Luhn focused exclusively on documents as an information source. As I have noted elsewhere, business operations weren't computerized in 1958, so in a sense, for 45-plus years, business intelligence detoured around the estimated 80 percent of enterprise information locked inaccessibly in textual form. The reason is clear. "The bulk of information value is perceived as coming from data in relational tables," states Prabhakar Raghavan of Yahoo Research. "The reason is that data that is structured is easy to mine and analyze."
So BI thrived crunching fielded, numerical, RDBMS-managed data, structured for analyses via star schemas and the like. And BI delivered findings via tables, charts and dashboards that focus more on numbers than on knowledge.

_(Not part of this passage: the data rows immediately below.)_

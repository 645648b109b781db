//! Rounding configuration for the Attendance & Payroll Calculation Engine.
//!
//! Clients bill attendance in fixed minute units with a per-client rounding
//! mode. This module provides the policy value objects and the YAML loader
//! for the per-client policy table.
//!
//! # Example
//!
//! ```no_run
//! use attendance_engine::config::RoundingConfig;
//!
//! let config = RoundingConfig::load("./config/clients.yaml").unwrap();
//! let policy = config.policy_for(Some("client-acme"));
//! println!("unit: {} minutes", policy.unit_minutes);
//! ```

mod loader;
mod rounding;

pub use loader::RoundingConfig;
pub use rounding::{RoundingMode, RoundingPolicy};
//! Error types for the Attendance & Payroll Calculation Engine.
//!
//! This module provides strongly-typed errors using the `thiserror` crate
//! for all error conditions that can occur in the engine.

use chrono::NaiveDate;
use thiserror::Error;

use crate::models::SubmissionStatus;

/// The main error type for the Attendance & Payroll Calculation Engine.
///
/// All operations in the engine return this error type, making it easy
/// to handle errors consistently throughout the application.
///
/// # Example
///
/// ```
/// use attendance_engine::error::EngineError;
///
/// let error = EngineError::ContractNotFound {
///     contract_id: "c-missing".to_string(),
/// };
/// assert_eq!(error.to_string(), "Contract not found: c-missing");
/// ```
#[derive(Debug, Error)]
pub enum EngineError {
    /// A contract failed validation on registration.
    #[error("Invalid contract field '{field}': {message}")]
    InvalidContract {
        /// The field that was invalid.
        field: String,
        /// A description of what made the field invalid.
        message: String,
    },

    /// A daily record contained inconsistent data.
    #[error("Invalid daily record for {date}: {message}")]
    InvalidRecord {
        /// The work date of the invalid record.
        date: NaiveDate,
        /// A description of what made the record invalid.
        message: String,
    },

    /// A year-month string could not be parsed.
    #[error("Invalid year-month '{value}': expected YYYY-MM")]
    InvalidYearMonth {
        /// The value that failed to parse.
        value: String,
    },

    /// A daily record already exists for the given contract and date.
    #[error("Daily record already exists for contract '{contract_id}' on {date}")]
    DuplicateDailyRecord {
        /// The contract the record belongs to.
        contract_id: String,
        /// The work date of the duplicate.
        date: NaiveDate,
    },

    /// Daily records for the month are read-only in the current status.
    #[error("Month {year_month} is not editable while {status}")]
    MonthNotEditable {
        /// The month whose records were being modified.
        year_month: String,
        /// The submission status blocking the edit.
        status: SubmissionStatus,
    },

    /// A workflow operation was attempted from an incompatible status.
    #[error("Cannot {action} a submission in status {status}")]
    InvalidTransition {
        /// The operation that was attempted (e.g. "approve").
        action: String,
        /// The status the submission was in.
        status: SubmissionStatus,
    },

    /// The referenced contract does not exist.
    #[error("Contract not found: {contract_id}")]
    ContractNotFound {
        /// The contract id that was not found.
        contract_id: String,
    },

    /// No daily record exists for the given contract and date.
    #[error("No daily record for contract '{contract_id}' on {date}")]
    RecordNotFound {
        /// The contract the record was looked up for.
        contract_id: String,
        /// The work date that was requested.
        date: NaiveDate,
    },

    /// No submission exists for the given person and month.
    #[error("No submission found for person '{person_id}' in {year_month}")]
    SubmissionNotFound {
        /// The person the submission belongs to.
        person_id: String,
        /// The month that was requested.
        year_month: String,
    },

    /// Configuration file was not found at the specified path.
    #[error("Configuration file not found: {path}")]
    ConfigNotFound {
        /// The path that was not found.
        path: String,
    },

    /// Configuration file could not be parsed.
    #[error("Failed to parse configuration file '{path}': {message}")]
    ConfigParseError {
        /// The path to the file that failed to parse.
        path: String,
        /// A description of the parse error.
        message: String,
    },
}

/// A type alias for Results that return EngineError.
pub type EngineResult<T> = Result<T, EngineError>;

#[cfg(test)]
mod tests {
    use super::*;

    #[test]
    fn test_contract_not_found_displays_id() {
        let error = EngineError::ContractNotFound {
            contract_id: "c-001".to_string(),
        };
        assert_eq!(error.to_string(), "Contract not found: c-001");
    }

    #[test]
    fn test_duplicate_daily_record_displays_contract_and_date() {
        let error = EngineError::DuplicateDailyRecord {
            contract_id: "c-001".to_string(),
            date: NaiveDate::from_ymd_opt(2025, 4, 15).unwrap(),
        };
        assert_eq!(
            error.to_string(),
            "Daily record already exists for contract 'c-001' on 2025-04-15"
        );
    }

    #[test]
    fn test_month_not_editable_displays_status() {
        let error = EngineError::MonthNotEditable {
            year_month: "2025-04".to_string(),
            status: SubmissionStatus::Approved,
        };
        assert_eq!(
            error.to_string(),
            "Month 2025-04 is not editable while approved"
        );
    }

    #[test]
    fn test_invalid_transition_displays_action_and_status() {
        let error = EngineError::InvalidTransition {
            action: "approve".to_string(),
            status: SubmissionStatus::Draft,
        };
        assert_eq!(error.to_string(), "Cannot approve a submission in status draft");
    }

    #[test]
    fn test_invalid_year_month_displays_value() {
        let error = EngineError::InvalidYearMonth {
            value: "2025/04".to_string(),
        };
        assert_eq!(
            error.to_string(),
            "Invalid year-month '2025/04': expected YYYY-MM"
        );
    }

    #[test]
    fn test_config_parse_error_displays_path_and_message() {
        let error = EngineError::ConfigParseError {
            path: "/config/bad.yaml".to_string(),
            message: "invalid YAML syntax".to_string(),
        };
        assert_eq!(
            error.to_string(),
            "Failed to parse configuration file '/config/bad.yaml': invalid YAML syntax"
        );
    }

    #[test]
    fn test_errors_implement_std_error() {
        fn assert_error<T: std::error::Error>() {}
        assert_error::<EngineError>();
    }

    #[test]
    fn test_error_propagation_with_question_mark() {
        fn returns_contract_not_found() -> EngineResult<()> {
            Err(EngineError::ContractNotFound {
                contract_id: "c-missing".to_string(),
            })
        }

        fn propagates_error() -> EngineResult<()> {
            returns_contract_not_found()?;
            Ok(())
        }

        assert!(propagates_error().is_err());
    }
}
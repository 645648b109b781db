//! HTTP API module for the Attendance & Payroll Calculation Engine.
//!
//! This module provides the REST endpoints the engine exposes to its host:
//! recording daily attendance, viewing and transitioning monthly
//! submissions, and previewing contract payments.

mod handlers;
mod request;
mod response;
mod state;

pub use handlers::create_router;
pub use request::{
    ApproveMonthRequest, PaymentRequest, RecordDayRequest, RegisterContractRequest,
    RejectMonthRequest, SubmitMonthRequest, UpdateDayRequest,
};
pub use response::{ApiError, MonthView};
pub use state::AppState;
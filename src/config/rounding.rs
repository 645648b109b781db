//! Rounding policy types.
//!
//! Clients bill attendance in fixed minute units (commonly 15) and choose
//! how a partial unit is treated. The policy is a value object so tests and
//! callers can supply it deterministically instead of fetching it ad hoc.

use rust_decimal::{Decimal, RoundingStrategy};
use serde::{Deserialize, Serialize};

/// How a partial billing unit is treated.
#[derive(Debug, Clone, Copy, Default, PartialEq, Eq, Serialize, Deserialize)]
#[serde(rename_all = "snake_case")]
pub enum RoundingMode {
    /// Round to the nearest unit, halves away from zero.
    #[default]
    Nearest,
    /// Truncate down to the last full unit.
    Floor,
    /// Round up to the next full unit.
    Ceiling,
}

/// A client's attendance rounding policy: a unit size in minutes and a
/// rounding mode.
///
/// The default — 15-minute units, round to nearest — is what applies when a
/// client has no configured policy.
///
/// # Example
///
/// ```
/// use attendance_engine::config::{RoundingMode, RoundingPolicy};
/// use rust_decimal::Decimal;
///
/// let policy = RoundingPolicy { unit_minutes: 15, mode: RoundingMode::Floor };
/// // 7.9 hours floors to 7.75 (31 quarter-hour units)
/// assert_eq!(policy.round(Decimal::new(79, 1)), Decimal::new(775, 2));
/// ```
#[derive(Debug, Clone, Copy, PartialEq, Eq, Serialize, Deserialize)]
pub struct RoundingPolicy {
    /// The billing unit size in minutes. Zero means no rounding.
    pub unit_minutes: u32,
    /// How partial units are treated.
    #[serde(default)]
    pub mode: RoundingMode,
}

impl Default for RoundingPolicy {
    fn default() -> Self {
        Self {
            unit_minutes: 15,
            mode: RoundingMode::Nearest,
        }
    }
}

impl RoundingPolicy {
    /// Rounds an hours figure to this policy's unit grid.
    ///
    /// The value is expressed as a count of units, the mode is applied to
    /// produce an integer count, and the count is multiplied back to hours.
    /// Rounding is idempotent: a value already on the grid is returned
    /// unchanged.
    pub fn round(&self, hours: Decimal) -> Decimal {
        if self.unit_minutes == 0 {
            return hours;
        }
        let unit_hours = Decimal::from(self.unit_minutes) / Decimal::from(60u32);
        let units = hours / unit_hours;
        let whole_units = match self.mode {
            RoundingMode::Nearest => {
                units.round_dp_with_strategy(0, RoundingStrategy::MidpointAwayFromZero)
            }
            RoundingMode::Floor => units.floor(),
            RoundingMode::Ceiling => units.ceil(),
        };
        (whole_units * unit_hours).normalize()
    }
}

#[cfg(test)]
mod tests {
    use super::*;
    use std::str::FromStr;

    fn dec(s: &str) -> Decimal {
        Decimal::from_str(s).unwrap()
    }

    #[test]
    fn test_default_policy_is_15_minute_nearest() {
        let policy = RoundingPolicy::default();
        assert_eq!(policy.unit_minutes, 15);
        assert_eq!(policy.mode, RoundingMode::Nearest);
    }

    #[test]
    fn test_nearest_rounds_to_quarter_hours() {
        let policy = RoundingPolicy::default();
        assert_eq!(policy.round(dec("8.0")), dec("8"));
        assert_eq!(policy.round(dec("8.1")), dec("8"));
        assert_eq!(policy.round(dec("8.2")), dec("8.25"));
        // 8.125 is exactly between 8.0 and 8.25; halves round away from zero
        assert_eq!(policy.round(dec("8.125")), dec("8.25"));
    }

    #[test]
    fn test_floor_truncates_partial_units() {
        let policy = RoundingPolicy {
            unit_minutes: 15,
            mode: RoundingMode::Floor,
        };
        assert_eq!(policy.round(dec("8.24")), dec("8"));
        assert_eq!(policy.round(dec("8.25")), dec("8.25"));
    }

    #[test]
    fn test_ceiling_rounds_up_partial_units() {
        let policy = RoundingPolicy {
            unit_minutes: 15,
            mode: RoundingMode::Ceiling,
        };
        assert_eq!(policy.round(dec("8.01")), dec("8.25"));
        assert_eq!(policy.round(dec("8.25")), dec("8.25"));
    }

    #[test]
    fn test_thirty_minute_units() {
        let policy = RoundingPolicy {
            unit_minutes: 30,
            mode: RoundingMode::Nearest,
        };
        assert_eq!(policy.round(dec("7.7")), dec("7.5"));
        assert_eq!(policy.round(dec("7.8")), dec("8"));
    }

    #[test]
    fn test_six_minute_units() {
        let policy = RoundingPolicy {
            unit_minutes: 6,
            mode: RoundingMode::Floor,
        };
        assert_eq!(policy.round(dec("7.95")), dec("7.9"));
    }

    #[test]
    fn test_zero_unit_disables_rounding() {
        let policy = RoundingPolicy {
            unit_minutes: 0,
            mode: RoundingMode::Nearest,
        };
        assert_eq!(policy.round(dec("7.9833")), dec("7.9833"));
    }

    #[test]
    fn test_rounding_is_idempotent() {
        let policy = RoundingPolicy::default();
        let once = policy.round(dec("7.37"));
        assert_eq!(policy.round(once), once);
    }

    #[test]
    fn test_mode_wire_format() {
        assert_eq!(
            serde_json::to_string(&RoundingMode::Ceiling).unwrap(),
            "\"ceiling\""
        );
        let mode: RoundingMode = serde_json::from_str("\"floor\"").unwrap();
        assert_eq!(mode, RoundingMode::Floor);
    }

    proptest::proptest! {
        /// Rounding any value twice under the same policy equals rounding once.
        #[test]
        fn prop_round_is_idempotent(minutes in 0i64..1440, unit in proptest::sample::select(vec![6u32, 15, 30, 60])) {
            for mode in [RoundingMode::Nearest, RoundingMode::Floor, RoundingMode::Ceiling] {
                let policy = RoundingPolicy { unit_minutes: unit, mode };
                let hours = Decimal::new(minutes, 0) / Decimal::from(60u32);
                let once = policy.round(hours);
                proptest::prop_assert_eq!(policy.round(once), once);
            }
        }
    }
}
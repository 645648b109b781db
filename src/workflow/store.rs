//! In-memory persistence for the engine.
//!
//! The store stands in for the external persistence layer: daily records
//! keyed by (contract, work date), submissions keyed by (person,
//! year-month), and the contract registry. A single mutex serializes every
//! operation, which is what gives submit/approve/reject/withdraw for the
//! same month their mutual exclusion, the way row-level locking would in a
//! relational store.

use std::collections::{BTreeMap, HashMap};
use std::sync::{Mutex, MutexGuard};

use chrono::NaiveDate;

use crate::models::{Contract, DailyRecord, MonthlySubmission, YearMonth};

/// The engine's tables.
#[derive(Debug, Default)]
pub(crate) struct StoreInner {
    /// Contracts by id.
    pub(crate) contracts: HashMap<String, Contract>,
    /// Daily records by (contract id, work date).
    pub(crate) daily: BTreeMap<(String, NaiveDate), DailyRecord>,
    /// Submissions by (person id, year-month).
    pub(crate) submissions: HashMap<(String, YearMonth), MonthlySubmission>,
}

impl StoreInner {
    /// All daily records for a person within a month, ordered by date.
    pub(crate) fn records_for_month(&self, person_id: &str, ym: YearMonth) -> Vec<&DailyRecord> {
        self.daily
            .values()
            .filter(|r| r.person_id == person_id && ym.contains(r.work_date))
            .collect()
    }
}

/// Mutex-guarded storage. One lock scope is one transaction boundary:
/// callers compute the full outcome of an operation before mutating, so a
/// guard failure partway never leaves a submission whose status does not
/// match its snapshot.
#[derive(Debug, Default)]
pub(crate) struct EngineStore {
    inner: Mutex<StoreInner>,
}

impl EngineStore {
    /// Locks the store for one operation. A poisoned lock is recovered:
    /// the engine never mutates behind a panic, so the data is intact.
    pub(crate) fn lock(&self) -> MutexGuard<'_, StoreInner> {
        self.inner.lock().unwrap_or_else(|poisoned| poisoned.into_inner())
    }
}
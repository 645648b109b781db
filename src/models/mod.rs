//! Core data models for the Attendance & Payroll Calculation Engine.
//!
//! This module contains all the domain models used throughout the engine.

mod contract;
mod daily_record;
mod submission;
mod year_month;

pub use contract::Contract;
pub use daily_record::{AttendanceCategory, BreakMinutes, DailyRecord};
pub use submission::{MonthlyAggregate, MonthlySubmission, SubmissionStatus, TransitionEntry};
pub use year_month::YearMonth;
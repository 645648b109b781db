//! Response types for the Attendance & Payroll Calculation Engine API.
//!
//! This module defines the month view body, the error response structures
//! and the mapping from engine errors to HTTP statuses.

use axum::{
    Json,
    http::StatusCode,
    response::{IntoResponse, Response},
};
use serde::{Deserialize, Serialize};

use crate::error::EngineError;
use crate::models::DailyRecord;
use crate::workflow::MonthStatus;

/// The response body for a month view: submission state, display
/// aggregate, capability flags, and the month's daily records.
#[derive(Debug, Clone, Serialize)]
pub struct MonthView {
    /// Submission state, aggregate and capability flags.
    #[serde(flatten)]
    pub status: MonthStatus,
    /// The month's daily records, ordered by date.
    pub days: Vec<DailyRecord>,
}

/// API error response structure.
#[derive(Debug, Clone, Serialize, Deserialize)]
pub struct ApiError {
    /// Error code for programmatic handling.
    pub code: String,
    /// Human-readable error message.
    pub message: String,
    /// Optional details about the error.
    #[serde(skip_serializing_if = "Option::is_none")]
    pub details: Option<String>,
}

impl ApiError {
    /// Creates a new API error.
    pub fn new(code: impl Into<String>, message: impl Into<String>) -> Self {
        Self {
            code: code.into(),
            message: message.into(),
            details: None,
        }
    }

    /// Creates a new API error with details.
    pub fn with_details(
        code: impl Into<String>,
        message: impl Into<String>,
        details: impl Into<String>,
    ) -> Self {
        Self {
            code: code.into(),
            message: message.into(),
            details: Some(details.into()),
        }
    }

    /// Creates a validation error response.
    pub fn validation_error(message: impl Into<String>) -> Self {
        Self::new("VALIDATION_ERROR", message)
    }

    /// Creates a malformed JSON error response.
    pub fn malformed_json(message: impl Into<String>) -> Self {
        Self::new("MALFORMED_JSON", message)
    }
}

/// API error with HTTP status code.
pub struct ApiErrorResponse {
    /// The HTTP status code.
    pub status: StatusCode,
    /// The error body.
    pub error: ApiError,
}

impl ApiErrorResponse {
    /// Creates a 400 response for a request that failed validation before
    /// reaching the engine (bad path parameter, malformed body).
    pub fn bad_request(error: ApiError) -> Self {
        Self {
            status: StatusCode::BAD_REQUEST,
            error,
        }
    }
}

impl IntoResponse for ApiErrorResponse {
    fn into_response(self) -> Response {
        (self.status, Json(self.error)).into_response()
    }
}

impl From<EngineError> for ApiErrorResponse {
    fn from(error: EngineError) -> Self {
        match error {
            EngineError::InvalidContract { field, message } => ApiErrorResponse {
                status: StatusCode::BAD_REQUEST,
                error: ApiError::with_details(
                    "INVALID_CONTRACT",
                    format!("Invalid contract field '{}'", field),
                    message,
                ),
            },
            EngineError::InvalidRecord { date, message } => ApiErrorResponse {
                status: StatusCode::BAD_REQUEST,
                error: ApiError::with_details(
                    "INVALID_RECORD",
                    format!("Invalid daily record for {}", date),
                    message,
                ),
            },
            EngineError::InvalidYearMonth { value } => ApiErrorResponse {
                status: StatusCode::BAD_REQUEST,
                error: ApiError::new(
                    "INVALID_YEAR_MONTH",
                    format!("Invalid year-month '{}': expected YYYY-MM", value),
                ),
            },
            EngineError::DuplicateDailyRecord { contract_id, date } => ApiErrorResponse {
                status: StatusCode::CONFLICT,
                error: ApiError::with_details(
                    "DUPLICATE_RECORD",
                    format!("Daily record already exists for {}", date),
                    format!("Contract '{}' already has a record on this date", contract_id),
                ),
            },
            EngineError::MonthNotEditable { year_month, status } => ApiErrorResponse {
                status: StatusCode::CONFLICT,
                error: ApiError::with_details(
                    "MONTH_NOT_EDITABLE",
                    format!("Month {} is not editable", year_month),
                    format!("Daily records are read-only while the month is {}", status),
                ),
            },
            EngineError::InvalidTransition { action, status } => ApiErrorResponse {
                status: StatusCode::CONFLICT,
                error: ApiError::with_details(
                    "INVALID_TRANSITION",
                    format!("Cannot {} a submission in status {}", action, status),
                    "The operation is not allowed from the current status",
                ),
            },
            EngineError::ContractNotFound { contract_id } => ApiErrorResponse {
                status: StatusCode::NOT_FOUND,
                error: ApiError::new(
                    "CONTRACT_NOT_FOUND",
                    format!("Contract not found: {}", contract_id),
                ),
            },
            EngineError::RecordNotFound { contract_id, date } => ApiErrorResponse {
                status: StatusCode::NOT_FOUND,
                error: ApiError::new(
                    "RECORD_NOT_FOUND",
                    format!("No daily record for contract '{}' on {}", contract_id, date),
                ),
            },
            EngineError::SubmissionNotFound {
                person_id,
                year_month,
            } => ApiErrorResponse {
                status: StatusCode::NOT_FOUND,
                error: ApiError::new(
                    "SUBMISSION_NOT_FOUND",
                    format!(
                        "No submission found for person '{}' in {}",
                        person_id, year_month
                    ),
                ),
            },
            EngineError::ConfigNotFound { path } => ApiErrorResponse {
                status: StatusCode::INTERNAL_SERVER_ERROR,
                error: ApiError::with_details(
                    "CONFIG_ERROR",
                    "Configuration error",
                    format!("Configuration file not found: {}", path),
                ),
            },
            EngineError::ConfigParseError { path, message } => ApiErrorResponse {
                status: StatusCode::INTERNAL_SERVER_ERROR,
                error: ApiError::with_details(
                    "CONFIG_ERROR",
                    "Configuration parse error",
                    format!("Failed to parse {}: {}", path, message),
                ),
            },
        }
    }
}
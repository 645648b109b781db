//! Request types for the Attendance & Payroll Calculation Engine API.
//!
//! This module defines the JSON request structures for the HTTP endpoints.

use chrono::{NaiveDate, NaiveTime};
use rust_decimal::Decimal;
use serde::{Deserialize, Serialize};

use crate::models::{AttendanceCategory, BreakMinutes, Contract};
use crate::workflow::{DayUpdate, NewDailyRecord};

/// Request body for registering a contract.
#[derive(Debug, Clone, Serialize, Deserialize)]
pub struct RegisterContractRequest {
    /// Unique identifier for the contract.
    pub id: String,
    /// The person engaged under this contract.
    pub person_id: String,
    /// The client whose rounding policy applies, if any.
    #[serde(default)]
    pub client_id: Option<String>,
    /// Monthly base amount.
    pub unit_price: Decimal,
    /// Standard working hours per month.
    pub standard_working_hours: Decimal,
    /// Monthly floor for the shortfall deduction.
    #[serde(default)]
    pub min_working_hours: Option<Decimal>,
    /// Monthly ceiling for the overtime tier.
    #[serde(default)]
    pub max_working_hours: Option<Decimal>,
    /// Guaranteed-hours threshold.
    #[serde(default)]
    pub min_guaranteed_hours: Option<Decimal>,
    /// Hours of overage not billed as overtime.
    #[serde(default)]
    pub free_overtime_hours: Decimal,
    /// Overtime rate multiplier.
    #[serde(default = "default_rate")]
    pub overtime_rate: Decimal,
    /// Shortfall rate multiplier.
    #[serde(default = "default_rate")]
    pub shortage_rate: Decimal,
}

fn default_rate() -> Decimal {
    Decimal::ONE
}

/// Request body for recording one day of attendance.
#[derive(Debug, Clone, Serialize, Deserialize)]
pub struct RecordDayRequest {
    /// The contract the day belongs to.
    pub contract_id: String,
    /// The work date.
    pub work_date: NaiveDate,
    /// Clock-in time.
    #[serde(default)]
    pub clock_in: Option<NaiveTime>,
    /// Clock-out time.
    #[serde(default)]
    pub clock_out: Option<NaiveTime>,
    /// Break durations.
    #[serde(default)]
    pub breaks: BreakMinutes,
    /// Attendance category.
    pub category: AttendanceCategory,
    /// Free-text remark.
    #[serde(default)]
    pub remark: Option<String>,
}

/// Request body for replacing the mutable fields of a daily record.
#[derive(Debug, Clone, Serialize, Deserialize)]
pub struct UpdateDayRequest {
    /// New clock-in time.
    #[serde(default)]
    pub clock_in: Option<NaiveTime>,
    /// New clock-out time.
    #[serde(default)]
    pub clock_out: Option<NaiveTime>,
    /// New break durations.
    #[serde(default)]
    pub breaks: BreakMinutes,
    /// New attendance category.
    pub category: AttendanceCategory,
    /// New remark.
    #[serde(default)]
    pub remark: Option<String>,
}

/// Request body for submitting a month.
#[derive(Debug, Clone, Default, Serialize, Deserialize)]
pub struct SubmitMonthRequest {
    /// Remark to attach to the submission.
    #[serde(default)]
    pub remark: Option<String>,
}

/// Request body for approving a month.
#[derive(Debug, Clone, Serialize, Deserialize)]
pub struct ApproveMonthRequest {
    /// The approver performing the action.
    pub approver_id: String,
    /// Remark to attach to the approval.
    #[serde(default)]
    pub remark: Option<String>,
}

/// Request body for rejecting a month.
#[derive(Debug, Clone, Serialize, Deserialize)]
pub struct RejectMonthRequest {
    /// The approver performing the action.
    pub approver_id: String,
    /// Why the month was sent back.
    pub reason: String,
}

/// Request body for a contract payment calculation.
#[derive(Debug, Clone, Serialize, Deserialize)]
pub struct PaymentRequest {
    /// The month's actual working hours.
    pub actual_hours: Decimal,
}

impl From<RegisterContractRequest> for Contract {
    fn from(req: RegisterContractRequest) -> Self {
        Contract {
            id: req.id,
            person_id: req.person_id,
            client_id: req.client_id,
            unit_price: req.unit_price,
            standard_working_hours: req.standard_working_hours,
            min_working_hours: req.min_working_hours,
            max_working_hours: req.max_working_hours,
            min_guaranteed_hours: req.min_guaranteed_hours,
            free_overtime_hours: req.free_overtime_hours,
            overtime_rate: req.overtime_rate,
            shortage_rate: req.shortage_rate,
        }
    }
}

impl From<RecordDayRequest> for NewDailyRecord {
    fn from(req: RecordDayRequest) -> Self {
        NewDailyRecord {
            contract_id: req.contract_id,
            work_date: req.work_date,
            clock_in: req.clock_in,
            clock_out: req.clock_out,
            breaks: req.breaks,
            category: req.category,
            remark: req.remark,
        }
    }
}

impl From<UpdateDayRequest> for DayUpdate {
    fn from(req: UpdateDayRequest) -> Self {
        DayUpdate {
            clock_in: req.clock_in,
            clock_out: req.clock_out,
            breaks: req.breaks,
            category: req.category,
            remark: req.remark,
        }
    }
}

#[cfg(test)]
mod tests {
    use super::*;

    #[test]
    fn test_deserialize_record_day_request() {
        let json = r#"{
            "contract_id": "c-001",
            "work_date": "2025-04-15",
            "clock_in": "09:00:00",
            "clock_out": "18:00:00",
            "breaks": {"lunch": 60},
            "category": "normal",
            "remark": "client visit"
        }"#;

        let request: RecordDayRequest = serde_json::from_str(json).unwrap();
        assert_eq!(request.contract_id, "c-001");
        assert_eq!(request.breaks.lunch, 60);
        assert_eq!(request.breaks.evening, 0);
        assert_eq!(request.category, AttendanceCategory::Normal);
    }

    #[test]
    fn test_deserialize_record_day_without_clock_times() {
        let json = r#"{
            "contract_id": "c-001",
            "work_date": "2025-04-15",
            "category": "paid_leave"
        }"#;

        let request: RecordDayRequest = serde_json::from_str(json).unwrap();
        assert!(request.clock_in.is_none());
        assert!(request.clock_out.is_none());
        assert_eq!(request.breaks.total(), 0);
    }

    #[test]
    fn test_deserialize_contract_request_with_defaults() {
        let json = r#"{
            "id": "c-001",
            "person_id": "p-001",
            "unit_price": "800000",
            "standard_working_hours": "160"
        }"#;

        let request: RegisterContractRequest = serde_json::from_str(json).unwrap();
        let contract: Contract = request.into();
        assert_eq!(contract.overtime_rate, Decimal::ONE);
        assert_eq!(contract.free_overtime_hours, Decimal::ZERO);
    }

    #[test]
    fn test_deserialize_empty_submit_request() {
        let request: SubmitMonthRequest = serde_json::from_str("{}").unwrap();
        assert!(request.remark.is_none());
    }

    #[test]
    fn test_deserialize_reject_requires_reason() {
        let json = r#"{"approver_id": "mgr-1"}"#;
        let result: Result<RejectMonthRequest, _> = serde_json::from_str(json);
        assert!(result.is_err());
    }
}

Reporting, OLAP, spreadsheets, and visualization are central to BI, but in the last few years, BI has headed back to the future foreseen by Luhn in 1958. Text technologies have matured to the point where software can (finally) support business intelligence — information extraction and analysis and visualization — on document sources. The heretofore-empty promises of knowledge-management gurus are being realized via semantic technologies including ontologies, and the definitional objective of Luhn's BI system, to "guide action toward a desired goal," is at the center of the old-new field of enterprise decision management.
Numbers-focused BI dates to the '70s, while text- and knowledge-focused BI is of much more recent vintage. These elements — some foreseeable fifty years ago and some not — represent technology that implements Hans Peter Luhn's business intelligence system. That 1958 conceptualization of BI, with its focus on information extraction, knowledge management, communications, and collaboration, still works today.